Explanation: After joining two datasets, we created two variables BMI and AGE. But there are few missing values present in various columns. Thus using which() function locations were found and mean was calculated for the values having Nan values. After treating missing values, dataset was checked with special values using is.finite() and is.special().

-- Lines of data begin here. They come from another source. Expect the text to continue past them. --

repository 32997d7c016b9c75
//! Genomic positions, exclusion masks and per-position conversion tallies.
//!
//! Masks are built once before any worker starts and are only read afterwards,
//! so they are shared by reference across shards without locking.

use std::fmt;
use std::sync::Arc;

use rustc_hash::{FxHashMap, FxHashSet};

// ============================================================================
// GenomicPosition
// ============================================================================

/// A (chromosome, 1-based position) coordinate.
///
/// Ordered by chromosome name, then position.
#[derive(Debug, Clone, PartialEq, Eq, Hash, PartialOrd, Ord)]
pub struct GenomicPosition {
    pub chrom: Arc<str>,
    pub pos: u32,
}

impl GenomicPosition {
    pub fn new(chrom: impl Into<Arc<str>>, pos: u32) -> Self {
        Self { chrom: chrom.into(), pos }
    }
}

impl fmt::Display for GenomicPosition {
    fn fmt(&self, f: &mut fmt::Formatter<'_>) -> fmt::Result {
        write!(f, "{}:{}", self.chrom, self.pos)
    }
}

// ============================================================================
// Position Sets (masks)
// ============================================================================

/// Immutable membership set of genomic positions, grouped per chromosome so
/// lookups need no allocation.
#[derive(Debug, Clone, Default)]
pub struct PositionSet {
    by_chrom: FxHashMap<String, FxHashSet<u32>>,
    len: usize,
}

/// Known SNP positions to ignore
pub type VariantMask = PositionSet;

/// Manually excluded positions
pub type PositionMask = PositionSet;

impl PositionSet {
    pub fn new() -> Self {
        Self::default()
    }

    /// Add one 1-based position.
    pub fn insert(&mut self, chrom: &str, pos: u32) {
        let inserted = match self.by_chrom.get_mut(chrom) {
            Some(set) => set.insert(pos),
            None => {
                let mut set = FxHashSet::default();
                set.insert(pos);
                self.by_chrom.insert(chrom.to_string(), set);
                true
            }
        };
        if inserted {
            self.len += 1;
        }
    }

    /// Add every position of the inclusive 1-based range `[start, end]`.
    pub fn insert_range(&mut self, chrom: &str, start: u32, end: u32) {
        if start > end {
            return;
        }
        let set = self.by_chrom.entry(chrom.to_string()).or_default();
        for pos in start..=end {
            if set.insert(pos) {
                self.len += 1;
            }
        }
    }

    #[inline]
    pub fn contains(&self, chrom: &str, pos: u32) -> bool {
        self.by_chrom
            .get(chrom)
            .map_or(false, |set| set.contains(&pos))
    }

    pub fn len(&self) -> usize {
        self.len
    }

    pub fn is_empty(&self) -> bool {
        self.len == 0
    }
}

impl FromIterator<GenomicPosition> for PositionSet {
    fn from_iter<I: IntoIterator<Item = GenomicPosition>>(iter: I) -> Self {
        let mut set = PositionSet::new();
        for p in iter {
            set.insert(&p.chrom, p.pos);
        }
        set
    }
}

// ============================================================================
// Per-position tallies
// ============================================================================

/// Conversion counts keyed by genomic position.
///
/// Merging is pure summation, so the combined result is independent of the
/// order shards finish in.
#[derive(Debug, Clone, Default, PartialEq, Eq)]
pub struct PositionTally {
    counts: FxHashMap<GenomicPosition, u64>,
}

impl PositionTally {
    pub fn new() -> Self {
        Self::default()
    }

    #[inline]
    pub fn add(&mut self, position: GenomicPosition, count: u64) {
        *self.counts.entry(position).or_insert(0) += count;
    }

    pub fn get(&self, position: &GenomicPosition) -> u64 {
        self.counts.get(position).copied().unwrap_or(0)
    }

    /// Fold another tally into this one.
    pub fn merge(&mut self, other: PositionTally) {
        if self.counts.is_empty() {
            self.counts = other.counts;
            return;
        }
        for (position, count) in other.counts {
            self.add(position, count);
        }
    }

    /// Entries sorted by chromosome then position.
    pub fn sorted(&self) -> Vec<(&GenomicPosition, u64)> {
        let mut entries: Vec<_> = self.counts.iter().map(|(p, c)| (p, *c)).collect();
        entries.sort_unstable_by(|a, b| a.0.cmp(b.0));
        entries
    }

    pub fn total(&self) -> u64 {
        self.counts.values().sum()
    }

    pub fn len(&self) -> usize {
        self.counts.len()
    }

    pub fn is_empty(&self) -> bool {
        self.counts.is_empty()
    }
}

// ============================================================================
// Tests
// ============================================================================
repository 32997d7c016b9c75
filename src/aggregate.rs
//! Gene Aggregation
//!
//! Folds per-pair conversion tallies into per-gene accumulators using the
//! pair's gene weights:
//!
//! ```text
//! assigned_pairs[gene] += weight
//! conversions[gene]    += weight * pair_conversions
//! ```
//!
//! Weights are fixed-point (10^-9 units). Each pair's weight is rounded once
//! and everything after that is integer arithmetic, so merging shard
//! accumulators in any order gives bit-identical totals.

use std::fmt;
use std::ops::{Add, AddAssign};

use rustc_hash::FxHashMap;

use crate::gene_assign::{Assignment, GeneTable, GeneWeights};
use crate::scanner::ConversionTally;

// ============================================================================
// Fixed-point weight
// ============================================================================

/// Ticks per unit weight
pub const WEIGHT_SCALE: u128 = 1_000_000_000;

/// Non-negative fixed-point weight
#[derive(Debug, Clone, Copy, Default, PartialEq, Eq, PartialOrd, Ord, Hash)]
pub struct Weight(u128);

impl Weight {
    pub const ZERO: Weight = Weight(0);
    pub const ONE: Weight = Weight(WEIGHT_SCALE);

    /// Round a probability-like value to the nearest tick. Negative and NaN
    /// values become zero.
    pub fn from_f64(value: f64) -> Self {
        if value.is_nan() || value <= 0.0 {
            return Weight::ZERO;
        }
        Weight((value * WEIGHT_SCALE as f64).round() as u128)
    }

    pub fn from_count(count: u64) -> Self {
        Weight(count as u128 * WEIGHT_SCALE)
    }

    /// Multiply by an integer count.
    #[inline]
    pub fn scaled(self, count: u32) -> Self {
        Weight(self.0 * count as u128)
    }

    pub fn is_zero(self) -> bool {
        self.0 == 0
    }

    /// `self / denominator`, or `None` for a zero denominator.
    pub fn ratio(self, denominator: Weight) -> Option<f64> {
        if denominator.is_zero() {
            None
        } else {
            Some(self.0 as f64 / denominator.0 as f64)
        }
    }
}

impl Add for Weight {
    type Output = Weight;

    fn add(self, rhs: Weight) -> Weight {
        Weight(self.0 + rhs.0)
    }
}

impl AddAssign for Weight {
    fn add_assign(&mut self, rhs: Weight) {
        self.0 += rhs.0;
    }
}

impl fmt::Display for Weight {
    /// Up to four decimals, trailing zeros trimmed: `1`, `0.6`, `2.35`.
    fn fmt(&self, f: &mut fmt::Formatter<'_>) -> fmt::Result {
        const TICKS_PER_DIGIT: u128 = WEIGHT_SCALE / 10_000;
        let rounded = (self.0 + TICKS_PER_DIGIT / 2) / TICKS_PER_DIGIT;
        let whole = rounded / 10_000;
        let frac = rounded % 10_000;
        if frac == 0 {
            return write!(f, "{whole}");
        }
        let digits = format!("{frac:04}");
        write!(f, "{whole}.{}", digits.trim_end_matches('0'))
    }
}

// ============================================================================
// Accumulators
// ============================================================================

#[derive(Debug, Clone, Copy, Default, PartialEq, Eq)]
pub struct GeneAccumulator {
    pub assigned_pairs: Weight,
    pub conversions: Weight,
    pub g_t: Weight,
    pub g_c: Weight,
    pub g_positions: Weight,
}

impl GeneAccumulator {
    #[inline]
    fn add(&mut self, weight: Weight, tally: Option<&ConversionTally>) {
        self.assigned_pairs += weight;
        if let Some(t) = tally {
            self.conversions += weight.scaled(t.conversions());
            self.g_t += weight.scaled(t.g_t);
            self.g_c += weight.scaled(t.g_c);
            self.g_positions += weight.scaled(t.g_positions);
        }
    }

    fn merge(&mut self, other: &GeneAccumulator) {
        self.assigned_pairs += other.assigned_pairs;
        self.conversions += other.conversions;
        self.g_t += other.g_t;
        self.g_c += other.g_c;
        self.g_positions += other.g_positions;
    }
}

/// Final per-gene row
#[derive(Debug, Clone, PartialEq, Eq)]
pub struct GeneResult {
    pub gene_id: String,
    pub assigned_pairs: Weight,
    pub conversions: Weight,
    pub g_t: Weight,
    pub g_c: Weight,
    pub g_positions: Weight,
}

impl GeneResult {
    /// Conversions per inspected reference G.
    pub fn conversion_rate(&self) -> Option<f64> {
        self.conversions.ratio(self.g_positions)
    }
}

/// Per-gene accumulators indexed by `GeneTable` position
#[derive(Debug, Clone, Default, PartialEq, Eq)]
pub struct GeneAggregator {
    genes: Vec<GeneAccumulator>,
}

impl GeneAggregator {
    pub fn new(gene_count: usize) -> Self {
        Self {
            genes: vec![GeneAccumulator::default(); gene_count],
        }
    }

    /// Fold one pair. A missing tally counts as zero conversions.
    pub fn add(&mut self, weights: &GeneWeights, tally: Option<&ConversionTally>) {
        for &(gene, weight) in weights {
            let idx = gene as usize;
            if idx >= self.genes.len() {
                self.genes.resize(idx + 1, GeneAccumulator::default());
            }
            self.genes[idx].add(Weight::from_f64(weight), tally);
        }
    }

    /// Combine with another shard's accumulators.
    pub fn merge(&mut self, other: &GeneAggregator) {
        if other.genes.len() > self.genes.len() {
            self.genes.resize(other.genes.len(), GeneAccumulator::default());
        }
        for (acc, theirs) in self.genes.iter_mut().zip(&other.genes) {
            acc.merge(theirs);
        }
    }

    /// Join a tally table with an assignment stream by read name.
    ///
    /// Unassigned pairs contribute nothing; assigned pairs absent from
    /// `tallies` contribute their weight with zero conversions.
    pub fn join<'a, I>(
        gene_count: usize,
        tallies: &FxHashMap<Vec<u8>, ConversionTally>,
        assignments: I,
    ) -> Self
    where
        I: IntoIterator<Item = (&'a [u8], &'a Assignment)>,
    {
        let mut aggregator = GeneAggregator::new(gene_count);
        for (name, assignment) in assignments {
            if let Assignment::Genes(weights) = assignment {
                aggregator.add(weights, tallies.get(name));
            }
        }
        aggregator
    }

    pub fn get(&self, gene: u32) -> Option<&GeneAccumulator> {
        self.genes.get(gene as usize)
    }

    /// One row per gene with non-zero assignment, sorted by gene identifier.
    pub fn results(&self, table: &GeneTable) -> Vec<GeneResult> {
        let mut rows: Vec<GeneResult> = self
            .genes
            .iter()
            .enumerate()
            .filter(|(_, acc)| !acc.assigned_pairs.is_zero())
            .map(|(idx, acc)| GeneResult {
                gene_id: table.name(idx as u32).to_string(),
                assigned_pairs: acc.assigned_pairs,
                conversions: acc.conversions,
                g_t: acc.g_t,
                g_c: acc.g_c,
                g_positions: acc.g_positions,
            })
            .collect();
        rows.sort_unstable_by(|a, b| a.gene_id.cmp(&b.gene_id));
        rows
    }
}

// ============================================================================
// Tests
// ============================================================================
// ============================================================================
// Tests
// ============================================================================

#[cfg(test)]
mod tests {
    use super::*;
    use crate::config::Orientation;
    use crate::read_pairer::{Mate, Strand};
    use crate::test_utils::{pair, read_at};

    /// Read1 reverse / read2 forward: forward-transcript reads under dUTP,
    /// so bases are inspected as stored.
    fn forward_pair(r1: (u32, &str, &[u8], &str), r2: (u32, &str, &[u8], &str)) -> ReadPair {
        pair(
            "frag",
            read_at(Mate::First, Strand::Reverse, r1.0, r1.1, r1.2, r1.3),
            read_at(Mate::Second, Strand::Forward, r2.0, r2.1, r2.2, r2.3),
        )
    }

    fn scan_with(config: &ScanConfig, p: &ReadPair) -> (ConversionTally, PositionTally) {
        let variants = VariantMask::new();
        let mask = PositionMask::new();
        let scanner = ConversionScanner::new(config, &variants, &mask);
        let mut positions = PositionTally::new();
        let tally = scanner.scan(p, &mut positions).unwrap();
        (tally, positions)
    }

    #[test]
    fn test_single_g_to_t() {
        // Reference AAGAA at 98..102; read1 shows T at 100
        let p = forward_pair((98, "5M", b"AATAA", "2G2"), (300, "5M", b"CCCCC", "5"));
        let (tally, positions) = scan_with(&ScanConfig::default(), &p);

        assert_eq!(tally.g_t, 1);
        assert_eq!(tally.g_c, 0);
        assert_eq!(tally.g_positions, 1);
        assert_eq!(positions.get(&GenomicPosition::new("chr1", 100)), 1);
    }

    #[test]
    fn test_masked_position_is_not_a_candidate() {
        let p = forward_pair((98, "5M", b"AATAA", "2G2"), (300, "5M", b"CCCCC", "5"));
        let config = ScanConfig::default();
        let mut variants = VariantMask::new();
        variants.insert("chr1", 100);
        let mask = PositionMask::new();
        let scanner = ConversionScanner::new(&config, &variants, &mask);
        let mut positions = PositionTally::new();

        let tally = scanner.scan(&p, &mut positions).unwrap();
        assert_eq!(tally.conversions(), 0);
        assert_eq!(tally.g_positions, 0);
        assert!(positions.is_empty());

        let empty = VariantMask::new();
        let mut manual = PositionMask::new();
        manual.insert_range("chr1", 99, 101);
        let scanner = ConversionScanner::new(&config, &empty, &manual);
        let tally = scanner.scan(&p, &mut positions).unwrap();
        assert_eq!(tally.conversions(), 0);
        assert!(positions.is_empty());
    }

    #[test]
    fn test_reverse_transcript_read_is_complemented() {
        // Read1 forward under dUTP derives from the reverse strand. Reference C
        // observed A is a G->T on the transcript.
        let r1 = read_at(Mate::First, Strand::Forward, 10, "4M", b"TTAT", "2C1");
        let r2 = read_at(Mate::Second, Strand::Reverse, 200, "4M", b"TTTT", "4");
        let p = pair("frag", r1, r2);
        let (tally, _) = scan_with(&ScanConfig::default(), &p);
        assert_eq!(tally.g_t, 1);
        assert_eq!(tally.g_positions, 1);

        // Same bases read as sense: reference C is not a candidate.
        let sense = ScanConfig {
            orientation: Orientation::Read1Sense,
            ..Default::default()
        };
        let (tally, _) = scan_with(&sense, &p);
        assert_eq!(tally.conversions(), 0);
        assert_eq!(tally.g_positions, 0);
    }

    #[test]
    fn test_reverse_transcript_g_to_c() {
        // Reference C observed G on a reverse-transcript read is G->C.
        let r1 = read_at(Mate::First, Strand::Forward, 10, "4M", b"TTGT", "2C1");
        let r2 = read_at(Mate::Second, Strand::Reverse, 200, "4M", b"TTTT", "4");
        let p = pair("frag", r1, r2);

        let both = ScanConfig {
            use_g_c: true,
            ..Default::default()
        };
        let (tally, positions) = scan_with(&both, &p);
        assert_eq!(tally.g_c, 1);
        assert_eq!(tally.g_t, 0);
        assert_eq!(positions.get(&GenomicPosition::new("chr1", 12)), 1);

        let (tally, positions) = scan_with(&ScanConfig::default(), &p);
        assert_eq!(tally.conversions(), 0);
        assert_eq!(tally.g_positions, 1);
        assert!(positions.is_empty());
    }

    #[test]
    fn test_conversion_types_are_selectable() {
        // G->T at 1, G->C at 3
        let p = forward_pair((1, "4M", b"TACA", "G1G1"), (300, "4M", b"AAAA", "4"));

        let (gt_only, _) = scan_with(&ScanConfig::default(), &p);
        assert_eq!((gt_only.g_t, gt_only.g_c), (1, 0));

        let both = ScanConfig { use_g_c: true, ..Default::default() };
        let (tally, _) = scan_with(&both, &p);
        assert_eq!((tally.g_t, tally.g_c), (1, 1));
        assert_eq!(tally.g_positions, 2);

        let gc_only = ScanConfig { use_g_t: false, use_g_c: true, ..Default::default() };
        let (tally, _) = scan_with(&gc_only, &p);
        assert_eq!((tally.g_t, tally.g_c), (0, 1));
    }

    #[test]
    fn test_overlap_counts_each_position_once() {
        // Both mates cover 100; read1 shows T, read2 shows G
        let p = forward_pair((98, "5M", b"AATAA", "2G2"), (99, "5M", b"AGAAA", "5"));

        let (tally, positions) = scan_with(&ScanConfig::default(), &p);
        assert_eq!(tally.g_t, 1);
        assert_eq!(tally.g_positions, 1);
        assert_eq!(positions.total(), 1);

        let strict = ScanConfig { only_consider_overlap: true, ..Default::default() };
        let (tally, positions) = scan_with(&strict, &p);
        assert_eq!(tally.g_t, 0);
        assert_eq!(tally.g_positions, 1);
        assert!(positions.is_empty());
    }

    #[test]
    fn test_overlap_requires_agreement_from_both_mates() {
        let p = forward_pair((98, "5M", b"AATAA", "2G2"), (99, "5M", b"ATAAA", "1G3"));
        let strict = ScanConfig { only_consider_overlap: true, ..Default::default() };
        let (tally, positions) = scan_with(&strict, &p);
        assert_eq!(tally.g_t, 1);
        assert_eq!(positions.get(&GenomicPosition::new("chr1", 100)), 1);
    }

    #[test]
    fn test_overlap_mode_outside_shared_span() {
        // Conversion at 98 is covered only by read1, outside the shared span 100..102
        let p = forward_pair((98, "5M", b"TAAAA", "G4"), (100, "5M", b"AAAAA", "5"));
        let strict = ScanConfig { only_consider_overlap: true, ..Default::default() };
        let (tally, _) = scan_with(&strict, &p);
        assert_eq!(tally.g_t, 1);

        // Inside the shared span, but read1's base at 100 touches a deletion
        // so only read2 observes it
        let p = forward_pair((98, "3M1D2M", b"AATAA", "2G^C2"), (99, "6M", b"ATAAAA", "1G4"));
        let (strict_tally, _) = scan_with(&strict, &p);
        let (loose_tally, _) = scan_with(&ScanConfig::default(), &p);
        assert_eq!(strict_tally.conversions(), 0);
        assert_eq!(strict_tally.g_positions, 0);
        assert_eq!(loose_tally.conversions(), 1);
    }

    #[test]
    fn test_min_conversions_threshold() {
        let p = forward_pair((1, "4M", b"TATA", "G1G1"), (300, "4M", b"AAAA", "4"));

        let two = ScanConfig { min_conversions: 2, ..Default::default() };
        let (tally, positions) = scan_with(&two, &p);
        assert_eq!(tally.g_t, 2);
        assert!(!tally.below_threshold);
        assert_eq!(positions.total(), 2);

        let three = ScanConfig { min_conversions: 3, ..Default::default() };
        let (tally, positions) = scan_with(&three, &p);
        assert_eq!(tally.conversions(), 0);
        assert_eq!(tally.g_positions, 2);
        assert!(tally.below_threshold);
        assert!(positions.is_empty());
    }

    #[test]
    fn test_only_selected_mates_are_inspected() {
        let p = forward_pair((98, "5M", b"AATAA", "2G2"), (300, "5M", b"TAAAA", "G4"));

        let read2_only = ScanConfig { use_read1: false, ..Default::default() };
        let (tally, positions) = scan_with(&read2_only, &p);
        assert_eq!(tally.g_t, 1);
        assert_eq!(positions.get(&GenomicPosition::new("chr1", 300)), 1);
        assert_eq!(positions.get(&GenomicPosition::new("chr1", 100)), 0);
    }

    #[test]
    fn test_missing_md_is_a_record_error() {
        let mut p = forward_pair((98, "5M", b"AATAA", "2G2"), (300, "5M", b"TAAAA", "G4"));
        p.read2.md = None;
        let config = ScanConfig::default();
        let variants = VariantMask::new();
        let mask = PositionMask::new();
        let scanner = ConversionScanner::new(&config, &variants, &mask);
        let mut positions = PositionTally::new();

        let err = scanner.scan(&p, &mut positions).unwrap_err();
        assert!(err.is_record_error());
        assert!(positions.is_empty());
    }

    #[test]
    fn test_overlap_tightening_never_increases() {
        let pairs = vec![
            forward_pair((98, "5M", b"AATAA", "2G2"), (99, "5M", b"AGAAA", "5")),
            forward_pair((98, "5M", b"AATAA", "2G2"), (99, "5M", b"ATAAA", "1G3")),
            forward_pair((1, "4M", b"TATA", "G1G1"), (3, "4M", b"GATT", "2G1")),
            forward_pair((10, "6M", b"GGTGTG", "2G1G1"), (12, "6M", b"TGGGAA", "G5")),
        ];
        let loose = ScanConfig::default();
        let strict = ScanConfig { only_consider_overlap: true, ..Default::default() };
        for p in &pairs {
            let (l, _) = scan_with(&loose, p);
            let (s, _) = scan_with(&strict, p);
            assert!(s.conversions() <= l.conversions(), "{}", p.name_str());
        }
    }
}
impl ScanStats {
    /// Merge stats from multiple shards into a single aggregate
    pub fn merge(self, other: Self) -> Self {
        Self {
            total_reads: self.total_reads + other.total_reads,
            reads_filtered: self.reads_filtered + other.reads_filtered,
            orphan_reads: self.orphan_reads + other.orphan_reads,
            pairs_processed: self.pairs_processed + other.pairs_processed,
            pairs_skipped_parse: self.pairs_skipped_parse + other.pairs_skipped_parse,
            pairs_below_threshold: self.pairs_below_threshold + other.pairs_below_threshold,
            pairs_with_conversions: self.pairs_with_conversions + other.pairs_with_conversions,
            pairs_assigned: self.pairs_assigned + other.pairs_assigned,
            unassigned_no_overlap: self.unassigned_no_overlap + other.unassigned_no_overlap,
            unassigned_ambiguous: self.unassigned_ambiguous + other.unassigned_ambiguous,
            unassigned_no_posterior: self.unassigned_no_posterior + other.unassigned_no_posterior,
            unassigned_mate_chromosome: self.unassigned_mate_chromosome
                + other.unassigned_mate_chromosome,
        }
    }

    fn absorb_pairing(&mut self, pairing: PairingStats) {
        self.total_reads += pairing.total_reads;
        self.reads_filtered += pairing.reads_filtered;
        self.orphan_reads += pairing.orphan_reads;
    }

    fn record_unassigned(&mut self, reason: UnassignedReason) {
        match reason {
            UnassignedReason::NoOverlap => self.unassigned_no_overlap += 1,
            UnassignedReason::Ambiguous => self.unassigned_ambiguous += 1,
            UnassignedReason::NoPosterior => self.unassigned_no_posterior += 1,
            UnassignedReason::MateChromosomeMismatch => self.unassigned_mate_chromosome += 1,
        }
    }

    pub fn unassigned(&self) -> usize {
        self.unassigned_no_overlap
            + self.unassigned_ambiguous
            + self.unassigned_no_posterior
            + self.unassigned_mate_chromosome
    }

    pub fn log_summary(&self) {
        info!("  Total reads: {}", self.total_reads);
        info!("  Reads filtered: {}", self.reads_filtered);
        info!("  Orphan reads (mate not found): {}", self.orphan_reads);
        info!("  Pairs processed: {}", self.pairs_processed);
        info!("  Pairs with conversions: {}", self.pairs_with_conversions);
        info!("  Pairs below conversion minimum: {}", self.pairs_below_threshold);
        info!("  Pairs assigned to genes: {}", self.pairs_assigned);
        info!(
            "  Pairs unassigned: {} (no overlap {}, ambiguous {}, no posterior {}, split chromosomes {})",
            self.unassigned(),
            self.unassigned_no_overlap,
            self.unassigned_ambiguous,
            self.unassigned_no_posterior,
            self.unassigned_mate_chromosome
        );
        if self.pairs_skipped_parse > 0 {
            warn!("  Pairs skipped (malformed records): {}", self.pairs_skipped_parse);
        }
    }
}

// ============================================================================
// Shard planning
// ============================================================================

/// Work assigned to one shard
#[derive(Debug, Clone, PartialEq, Eq)]
pub enum ShardPlan {
    /// Stream the whole file, keep names hashing to `index`
    NameHash { index: usize, count: usize },
    /// Fetch these target ids through the index
    Chromosomes(Vec<u32>),
}

/// Split the work into `count` shards.
pub fn plan_shards(strategy: ShardStrategy, count: usize, n_chroms: usize) -> Vec<ShardPlan> {
    match strategy {
        ShardStrategy::ReadNameHash => (0..count)
            .map(|index| ShardPlan::NameHash { index, count })
            .collect(),
        ShardStrategy::Chromosome => {
            let mut groups = vec![Vec::new(); count];
            for tid in 0..n_chroms {
                groups[tid % count].push(tid as u32);
            }
            groups.into_iter().map(ShardPlan::Chromosomes).collect()
        }
    }
}

// ============================================================================
// Per-shard work
// ============================================================================

/// Everything one shard produces
#[derive(Debug, Default)]
pub struct ShardOutput {
    pub genes: GeneAggregator,
    pub positions: PositionTally,
    pub stats: ScanStats,
    pub pair_tallies: Vec<(Vec<u8>, ConversionTally)>,
}

impl ShardOutput {
    fn merge(&mut self, other: ShardOutput) {
        self.genes.merge(&other.genes);
        self.positions.merge(other.positions);
        self.stats = self.stats.merge(other.stats);
        self.pair_tallies.extend(other.pair_tallies);
    }
}

/// Scans and assigns pairs, folding them straight into shard accumulators so
/// memory stays bounded by gene count.
struct ShardWorker<'s> {
    scanner: &'s ConversionScanner<'s>,
    assigner: &'s dyn GeneAssigner,
    keep_pair_tallies: bool,
    output: ShardOutput,
}

impl<'s> ShardWorker<'s> {
    fn new(
        scanner: &'s ConversionScanner<'s>,
        assigner: &'s dyn GeneAssigner,
        keep_pair_tallies: bool,
    ) -> Self {
        Self {
            scanner,
            assigner,
            keep_pair_tallies,
            output: ShardOutput {
                genes: GeneAggregator::new(assigner.genes().len()),
                ..Default::default()
            },
        }
    }

    fn consume<I>(&mut self, pairs: I, cancel: &AtomicBool) -> Result<()>
    where
        I: Iterator<Item = Result<ReadPair>>,
    {
        for (n, item) in pairs.enumerate() {
            if n % CANCEL_CHECK_INTERVAL == 0 && cancel.load(Ordering::Relaxed) {
                return Err(ConvError::Cancelled);
            }
            match item {
                Ok(pair) => self.process(&pair)?,
                Err(e) if e.is_record_error() => {
                    self.output.stats.pairs_skipped_parse += 1;
                    debug!("Skipping pair: {}", e);
                }
                Err(e) => return Err(e),
            }
        }
        Ok(())
    }

    fn process(&mut self, pair: &ReadPair) -> Result<()> {
        let stats = &mut self.output.stats;
        stats.pairs_processed += 1;

        let tally = match self.scanner.scan(pair, &mut self.output.positions) {
            Ok(tally) => {
                if tally.below_threshold {
                    stats.pairs_below_threshold += 1;
                } else if tally.conversions() > 0 {
                    stats.pairs_with_conversions += 1;
                }
                Some(tally)
            }
            Err(e) if e.is_record_error() => {
                stats.pairs_skipped_parse += 1;
                debug!("Skipping pair scan: {}", e);
                None
            }
            Err(e) => return Err(e),
        };

        if self.keep_pair_tallies {
            if let Some(t) = tally {
                self.output.pair_tallies.push((pair.name.clone(), t));
            }
        }

        match self.assigner.assign(pair) {
            Assignment::Genes(weights) => {
                stats.pairs_assigned += 1;
                self.output.genes.add(&weights, tally.as_ref());
            }
            Assignment::Unassigned(reason) => stats.record_unassigned(reason),
        }
        Ok(())
    }
}
use crate::domain::entities::{ChatFlow, ChatFlowQuery};
use crate::infrastructure::http::middleware::error::ApiResult;
use async_trait::async_trait;

#[async_trait]
pub trait ChatFlowRepository: Send + Sync {
    async fn create_chat_flow(&self, chat_flow: &ChatFlow) -> ApiResult<()>;

    async fn get_chat_flow_by_id(&self, id: &str) -> ApiResult<Option<ChatFlow>>;

    async fn get_chat_flow_by_chat_id(&self, chat_id: &str) -> ApiResult<Option<ChatFlow>>;

    /// Page of chat flows, newest first, with the total matching count.
    async fn list_chat_flows(&self, query: &ChatFlowQuery) -> ApiResult<(Vec<ChatFlow>, i64)>;

    async fn update_chat_flow(&self, chat_flow: &ChatFlow) -> ApiResult<()>;

    async fn update_chat_flow_status(
        &self,
        id: &str,
        is_active: bool,
        updated_at: &str,
    ) -> ApiResult<()>;

    /// Deletes the flow; its conversations go with it.
    async fn delete_chat_flow(&self, id: &str) -> ApiResult<()>;
}
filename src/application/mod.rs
pub mod services;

Explanation:In this section, outliers present in numeric values of dataset are identified using capping technique.
cap <- function (x){
quantiles <- quantile( x, c( .05 , 0.25 , 0.75 , .95) )
x[ x < quantiles[2] - 1.5 * IQR(x) ]<- quantiles[1]
x[ x > quantiles[3] +1.5*IQR(x) ] <- quantiles[4]
x
}
tablet3$height <- tablet3$height %>% cap()
par(mfrow = c(1,2))
boxplot(tablet3_duplicate$height)
boxplot(tablet3$height)
tablet3$weight <- tablet3$weight %>% cap()
par(mfrow = c(1,2))
boxplot(tablet3_duplicate$weight)
boxplot(tablet3$weight)
tablet3$BMI <- tablet3$BMI%>% cap()
par(mfrow = c(1,2))
boxplot(tablet3_duplicate$BMI)
boxplot(tablet3$BMI)
tablet3$Age <- tablet3$Age %>% cap()
par(mfrow = c(1,2))
boxplot(tablet3_duplicate$Age)
boxplot(tablet3$Age)
#Transformation
hist(tablet3$BMI, breaks = 10, col = blues9)
hist(sqrt(tablet3$BMI), breaks= 10, col = blues9)
Explanation: From the transformation we did, we removed the skewedness from the data and normalized it. Similarly, we can do it other variables.